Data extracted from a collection
==*==

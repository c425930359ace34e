//! Variable-precision decimal floating-point values.
//!
//! A [`BigFloat`] is an integer mantissa together with the decimal
//! exponent of its most significant digit: the pair `(m, e)` denotes
//! `m * 10^(e - D + 1)` where D is the digit count of `|m|`. Zero is
//! `(0, 0)`.
//!
//! Every arithmetic step truncates its result to the working precision P
//! (see [`set_prec`]): `ceil(P/16) + 2` most-significant limbs are kept,
//! one fewer for stringification. Truncation is toward zero; callers that
//! need correctly rounded results must carry guard digits themselves.
//!
//! Input parsing accepts plain decimal notation only; output switches to
//! `d.dddde<exp>` scientific form outside a narrow exponent window. The
//! asymmetry is deliberate.

pub(crate) mod context;
mod recip;
mod sqrt;

#[cfg(test)]
mod proptests;

pub use context::{get_prec, set_prec};

use std::cmp::Ordering;
use std::fmt;
use std::ops::{Add, AddAssign, Div, Mul, MulAssign, Neg, Sub, SubAssign};
use std::str::FromStr;

use num_traits::{One, Zero};

use crate::bigint::BigInt;
use crate::error::{Error, Result};

/// A variable-precision decimal floating-point number.
#[derive(Clone)]
pub struct BigFloat {
    int_part: BigInt,
    exp: i64,
}

impl BigFloat {
    /// Builds a value from a mantissa and the exponent of its most
    /// significant digit.
    pub(crate) fn from_parts(int_part: BigInt, exp: i64) -> Self {
        if int_part.is_zero() {
            return Self::zero();
        }
        Self { int_part, exp }
    }

    /// The value `10^k`.
    #[must_use]
    pub fn pow10(k: i64) -> Self {
        Self { int_part: BigInt::one(), exp: k }
    }

    /// The decimal exponent of the most significant digit.
    #[must_use]
    pub fn exponent(&self) -> i64 {
        self.exp
    }

    /// Digit count of the mantissa.
    fn digits(&self) -> i64 {
        self.int_part.decimal_digits() as i64
    }

    /// Returns true if the value is negative.
    #[must_use]
    pub fn is_negative(&self) -> bool {
        self.int_part.is_negative()
    }

    /// Returns the absolute value.
    #[must_use]
    pub fn abs(&self) -> Self {
        Self { int_part: self.int_part.abs(), exp: self.exp }
    }

    /// Truncates the mantissa to `ceil(prec/16) + 2` most-significant
    /// limbs, toward zero. The exponent is unchanged.
    #[must_use]
    pub fn trunc_to(&self, prec: usize) -> Self {
        let keep = prec.div_ceil(16) + 2;
        let mut out = self.clone();
        out.int_part.keep_top_limbs(keep);
        out
    }

    /// The tighter truncation used for stringification.
    fn trunc_for_display(&self, prec: usize) -> Self {
        let keep = prec.div_ceil(16) + 1;
        let mut out = self.clone();
        out.int_part.keep_top_limbs(keep);
        out
    }

    /// Discards the fractional digits, producing the integer part
    /// (truncation toward zero).
    #[must_use]
    pub fn trunc_to_bigint(&self) -> BigInt {
        if self.is_zero() || self.exp < 0 {
            return BigInt::zero();
        }
        let scale = self.exp - self.digits() + 1;
        if scale >= 0 {
            self.int_part.shl_digits(scale as u64)
        } else {
            self.int_part.shr_digits(scale.unsigned_abs())
        }
    }

    fn add_value(&self, rhs: &Self) -> Self {
        let prec = get_prec();
        if self.is_zero() {
            return rhs.trunc_to(prec);
        }
        if rhs.is_zero() {
            return self.trunc_to(prec);
        }
        let (x, y) = if self.exp >= rhs.exp { (self, rhs) } else { (rhs, self) };
        if x.exp - y.exp > prec as i64 {
            // y vanishes below the precision floor.
            return x.trunc_to(prec);
        }
        let sx = x.exp - x.digits() + 1;
        let sy = y.exp - y.digits() + 1;
        let (m, scale) = if sx >= sy {
            (&x.int_part.shl_digits((sx - sy) as u64) + &y.int_part, sy)
        } else {
            (&x.int_part + &y.int_part.shl_digits((sy - sx) as u64), sx)
        };
        if m.is_zero() {
            return Self::zero();
        }
        let exp = scale + m.decimal_digits() as i64 - 1;
        Self { int_part: m, exp }.trunc_to(prec)
    }

    fn mul_value(&self, rhs: &Self) -> Self {
        if self.is_zero() || rhs.is_zero() {
            return Self::zero();
        }
        let m = &self.int_part * &rhs.int_part;
        let delta = m.decimal_digits() as i64 - self.digits() - rhs.digits() + 1;
        let exp = self.exp + rhs.exp + delta;
        Self { int_part: m, exp }.trunc_to(get_prec())
    }

    /// Raises to an integer power at the current precision.
    ///
    /// # Errors
    ///
    /// Returns [`Error::Domain`] for a negative exponent of zero.
    pub fn powi(&self, n: i64) -> Result<Self> {
        if n < 0 && self.is_zero() {
            return Err(Error::Domain("negative exponent of zero"));
        }
        let mut result = Self::one();
        let mut base = self.clone();
        let mut e = n.unsigned_abs();
        while e > 0 {
            if e & 1 == 1 {
                result = &result * &base;
            }
            e >>= 1;
            if e > 0 {
                base = &base * &base;
            }
        }
        if n < 0 {
            result.recip()
        } else {
            Ok(result)
        }
    }
}

impl Zero for BigFloat {
    fn zero() -> Self {
        Self { int_part: BigInt::zero(), exp: 0 }
    }

    fn is_zero(&self) -> bool {
        self.int_part.is_zero()
    }
}

impl One for BigFloat {
    fn one() -> Self {
        Self { int_part: BigInt::one(), exp: 0 }
    }
}

impl Default for BigFloat {
    fn default() -> Self {
        Self::zero()
    }
}

impl Ord for BigFloat {
    /// Comparison is the sign of the difference's mantissa, so values are
    /// equal when they agree at the working precision.
    fn cmp(&self, other: &Self) -> Ordering {
        let d = self.add_value(&-other.clone());
        match d.int_part.signum() {
            -1 => Ordering::Less,
            0 => Ordering::Equal,
            _ => Ordering::Greater,
        }
    }
}

impl PartialOrd for BigFloat {
    fn partial_cmp(&self, other: &Self) -> Option<Ordering> {
        Some(self.cmp(other))
    }
}

impl PartialEq for BigFloat {
    fn eq(&self, other: &Self) -> bool {
        self.cmp(other) == Ordering::Equal
    }
}

impl Eq for BigFloat {}

impl Add for BigFloat {
    type Output = Self;

    fn add(self, rhs: Self) -> Self::Output {
        self.add_value(&rhs)
    }
}

impl Add<&BigFloat> for BigFloat {
    type Output = Self;

    fn add(self, rhs: &BigFloat) -> Self::Output {
        self.add_value(rhs)
    }
}

impl Add for &BigFloat {
    type Output = BigFloat;

    fn add(self, rhs: Self) -> Self::Output {
        self.add_value(rhs)
    }
}

impl Sub for BigFloat {
    type Output = Self;

    fn sub(self, rhs: Self) -> Self::Output {
        self.add_value(&-rhs)
    }
}

impl Sub<&BigFloat> for BigFloat {
    type Output = Self;

    fn sub(self, rhs: &BigFloat) -> Self::Output {
        self.add_value(&-rhs.clone())
    }
}

impl Sub for &BigFloat {
    type Output = BigFloat;

    fn sub(self, rhs: Self) -> Self::Output {
        self.add_value(&-rhs.clone())
    }
}

impl AddAssign<&BigFloat> for BigFloat {
    fn add_assign(&mut self, rhs: &BigFloat) {
        *self = self.add_value(rhs);
    }
}

impl SubAssign<&BigFloat> for BigFloat {
    fn sub_assign(&mut self, rhs: &BigFloat) {
        *self = self.add_value(&-rhs.clone());
    }
}

impl MulAssign<&BigFloat> for BigFloat {
    fn mul_assign(&mut self, rhs: &BigFloat) {
        *self = self.mul_value(rhs);
    }
}

impl Mul for BigFloat {
    type Output = Self;

    fn mul(self, rhs: Self) -> Self::Output {
        self.mul_value(&rhs)
    }
}

impl Mul<&BigFloat> for BigFloat {
    type Output = Self;

    fn mul(self, rhs: &BigFloat) -> Self::Output {
        self.mul_value(rhs)
    }
}

impl Mul for &BigFloat {
    type Output = BigFloat;

    fn mul(self, rhs: Self) -> Self::Output {
        self.mul_value(rhs)
    }
}

impl Div for BigFloat {
    type Output = Self;

    /// # Panics
    ///
    /// Panics if `rhs` is zero; use [`BigFloat::recip`] for a checked
    /// variant.
    fn div(self, rhs: Self) -> Self::Output {
        self.mul_value(&rhs.recip().expect("division by zero"))
    }
}

impl Div<&BigFloat> for BigFloat {
    type Output = Self;

    /// # Panics
    ///
    /// Panics if `rhs` is zero; use [`BigFloat::recip`] for a checked
    /// variant.
    fn div(self, rhs: &BigFloat) -> Self::Output {
        self.mul_value(&rhs.recip().expect("division by zero"))
    }
}

impl Div for &BigFloat {
    type Output = BigFloat;

    /// # Panics
    ///
    /// Panics if `rhs` is zero; use [`BigFloat::recip`] for a checked
    /// variant.
    fn div(self, rhs: Self) -> Self::Output {
        self.mul_value(&rhs.recip().expect("division by zero"))
    }
}

impl Neg for BigFloat {
    type Output = Self;

    fn neg(self) -> Self::Output {
        Self { int_part: -self.int_part, exp: self.exp }
    }
}

impl Neg for &BigFloat {
    type Output = BigFloat;

    fn neg(self) -> Self::Output {
        -self.clone()
    }
}

impl From<BigInt> for BigFloat {
    fn from(value: BigInt) -> Self {
        if value.is_zero() {
            return Self::zero();
        }
        let exp = value.decimal_digits() as i64 - 1;
        Self { int_part: value, exp }
    }
}

impl From<i64> for BigFloat {
    fn from(value: i64) -> Self {
        Self::from(BigInt::new(value))
    }
}

impl From<u64> for BigFloat {
    fn from(value: u64) -> Self {
        Self::from(BigInt::from(value))
    }
}

impl From<i32> for BigFloat {
    fn from(value: i32) -> Self {
        Self::from(BigInt::from(value))
    }
}

impl From<u32> for BigFloat {
    fn from(value: u32) -> Self {
        Self::from(BigInt::from(value))
    }
}

impl FromStr for BigFloat {
    type Err = Error;

    /// Parses plain decimal notation: an optional sign, decimal digits,
    /// and at most one decimal point. Scientific notation is rejected.
    fn from_str(s: &str) -> Result<Self> {
        let (negative, body) = match s.as_bytes().first() {
            Some(b'-') => (true, &s[1..]),
            Some(b'+') => (false, &s[1..]),
            _ => (false, s),
        };
        let (int_digits, frac_digits) = match body.split_once('.') {
            Some((i, f)) => {
                if f.contains('.') {
                    return Err(Error::InvalidInput(s.to_string()));
                }
                (i, f)
            }
            None => (body, ""),
        };
        if int_digits.is_empty() && frac_digits.is_empty() {
            return Err(Error::InvalidInput(s.to_string()));
        }
        let all_digits = |t: &str| t.bytes().all(|b| b.is_ascii_digit());
        if !all_digits(int_digits) || !all_digits(frac_digits) {
            return Err(Error::InvalidInput(s.to_string()));
        }
        let mut full = String::with_capacity(int_digits.len() + frac_digits.len());
        full.push_str(int_digits);
        full.push_str(frac_digits);
        let leading_zeros = full.bytes().take_while(|&b| b == b'0').count();
        if leading_zeros == full.len() {
            return Ok(Self::zero());
        }
        let exp = int_digits.len() as i64 - 1 - leading_zeros as i64;
        let int_part = BigInt::from_decimal_parts(negative, &full);
        Ok(Self { int_part, exp })
    }
}

impl fmt::Display for BigFloat {
    fn fmt(&self, f: &mut fmt::Formatter<'_>) -> fmt::Result {
        let t = self.trunc_for_display(get_prec());
        if t.is_negative() {
            write!(f, "-")?;
        }
        let digits = t.int_part.abs().to_string();
        let d = digits.len() as i64;
        let exp = t.exp;
        if (-10..=d - 1).contains(&exp) {
            if exp >= 0 {
                let point = (exp + 1) as usize;
                let (int_part, frac) = digits.split_at(point);
                let frac = if frac.is_empty() { "0" } else { frac };
                write!(f, "{int_part}.{frac}")
            } else {
                write!(f, "0.")?;
                for _ in 0..(-exp - 1) {
                    write!(f, "0")?;
                }
                write!(f, "{digits}")
            }
        } else {
            let (head, tail) = digits.split_at(1);
            let tail = if tail.is_empty() { "0" } else { tail };
            write!(f, "{head}.{tail}e{exp}")
        }
    }
}

impl fmt::Debug for BigFloat {
    fn fmt(&self, f: &mut fmt::Formatter<'_>) -> fmt::Result {
        write!(f, "BigFloat({} e{})", self.int_part, self.exp)
    }
}
//! The working-precision context.
//!
//! All [`BigFloat`](super::BigFloat) operations truncate their results to
//! the thread's current precision, a digit count read through
//! [`get_prec`]. Internal routines that raise the precision temporarily
//! (reciprocal, square root, reciprocal division) hold a [`PrecGuard`]
//! so the caller's value is restored on every exit path.

use std::cell::Cell;

const DEFAULT_PREC: usize = 32;

thread_local! {
    static PREC: Cell<usize> = const { Cell::new(DEFAULT_PREC) };
}

/// Sets the working precision in decimal digits.
///
/// # Panics
///
/// Panics if `prec` is zero.
pub fn set_prec(prec: usize) {
    assert!(prec >= 1, "precision must be at least one digit");
    PREC.with(|p| p.set(prec));
}

/// Returns the working precision in decimal digits.
#[must_use]
pub fn get_prec() -> usize {
    PREC.with(Cell::get)
}

/// Restores the precision that was current at construction when dropped.
pub(crate) struct PrecGuard {
    saved: usize,
}

impl PrecGuard {
    /// Switches to `prec`, remembering the current value.
    pub(crate) fn set(prec: usize) -> Self {
        let saved = get_prec();
        set_prec(prec);
        Self { saved }
    }
}

impl Drop for PrecGuard {
    fn drop(&mut self) {
        set_prec(self.saved);
    }
}
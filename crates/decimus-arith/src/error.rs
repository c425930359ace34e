//! Error types for arbitrary-precision arithmetic.

use thiserror::Error;

/// Errors raised by arithmetic operations and parsers.
///
/// All errors are raised eagerly at the first checkable operation; there is
/// no partial-result reporting and no retry contract.
#[derive(Clone, Debug, PartialEq, Eq, Error)]
pub enum Error {
    /// A numeric string could not be parsed (bad characters, misplaced
    /// sign, multiple decimal points, empty input).
    #[error("invalid numeric input: {0}")]
    InvalidInput(String),

    /// An argument lies outside the mathematical domain of the operation,
    /// e.g. a negative argument to `sqrt` or a negative exponent.
    #[error("domain error: {0}")]
    Domain(&'static str),

    /// Division or remainder by zero.
    #[error("division by zero")]
    DivisionByZero,

    /// An exponent does not fit in 64 bits.
    #[error("exponent does not fit in 64 bits")]
    ExponentOverflow,
}

/// Convenience alias for results produced by this crate.
pub type Result<T> = std::result::Result<T, Error>;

==*==

Work request
Scan the entries above for the line containing "Some((i, f)) =>", and copy it and all lines after it exactly, down to and including the line containing "impl fmt::Display for".

Written solution
            Some((i, f)) => {
                if f.contains('.') {
                    return Err(Error::InvalidInput(s.to_string()));
                }
                (i, f)
            }
            None => (body, ""),
        };
        if int_digits.is_empty() && frac_digits.is_empty() {
            return Err(Error::InvalidInput(s.to_string()));
        }
        let all_digits = |t: &str| t.bytes().all(|b| b.is_ascii_digit());
        if !all_digits(int_digits) || !all_digits(frac_digits) {
            return Err(Error::InvalidInput(s.to_string()));
        }
        let mut full = String::with_capacity(int_digits.len() + frac_digits.len());
        full.push_str(int_digits);
        full.push_str(frac_digits);
        let leading_zeros = full.bytes().take_while(|&b| b == b'0').count();
        if leading_zeros == full.len() {
            return Ok(Self::zero());
        }
        let exp = int_digits.len() as i64 - 1 - leading_zeros as i64;
        let int_part = BigInt::from_decimal_parts(negative, &full);
        Ok(Self { int_part, exp })
    }
}

impl fmt::Display for BigFloat {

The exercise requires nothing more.